**AIM OF THE EXERCISE:**
For each line in the data below that has the word "customer", copy that line.

Stored data entries:
************
//! # storefront-db: SQLite Persistence for the Storefront POS
//!
//! ## Architecture Position
//! ```text
//! ┌─────────────────────────────────────────────────────────────────────────┐
//! │                                                                         │
//! │  PosTerminal::complete()                                                │
//! │       │  OrderGateway::record_sale(&FinalizedSale)                      │
//! │       ▼                                                                 │
//! │  ┌─────────────────────────────────────────────────────────────────┐   │
//! │  │                  storefront-db (THIS CRATE)                     │   │
//! │  │                                                                 │   │
//! │  │   ┌───────────────┐    ┌───────────────┐    ┌──────────────┐    │   │
//! │  │   │   Database    │    │  Repositories │    │  Migrations  │    │   │
//! │  │   │   (pool.rs)   │◄───│ product       │    │  (embedded)  │    │   │
//! │  │   │  SqlitePool   │    │ customer      │    │ 001_initial  │    │   │
//! │  │   │  WAL, FKs on  │    │ coupon, order │    │ _schema.sql  │    │   │
//! │  │   │               │    │ pincode       │    │              │    │   │
//! │  │   └───────────────┘    └───────────────┘    └──────────────┘    │   │
//! │  └─────────────────────────────────────────────────────────────────┘   │
//! │       │                                                                 │
//! │       ▼                                                                 │
//! │  SQLite file under the terminal's data directory                        │
//! └─────────────────────────────────────────────────────────────────────────┘
//! ```
//!
//! ## Usage
//!
//! ```rust,ignore
//! use storefront_db::{Database, DbConfig};
//!
//! let db = Database::new(DbConfig::new("pos.db")).await?;
//! let rice = db.products().get_by_barcode("8901725181123").await?;
//! ```

pub mod error;
pub mod migrations;
pub mod pool;
pub mod repository;

pub use error::{DbError, DbResult};
pub use pool::{Database, DbConfig};

pub use repository::coupon::CouponRepository;
pub use repository::customer::CustomerRepository;
pub use repository::order::OrderRepository;
pub use repository::pincode::PincodeRepository;
pub use repository::product::{ImportSummary, ProductRepository};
************
**SOLUTION FOR THIS TASK:**
//! │  │   │  SqlitePool   │    │ customer      │    │ 001_initial  │    │   │
pub use repository::customer::CustomerRepository;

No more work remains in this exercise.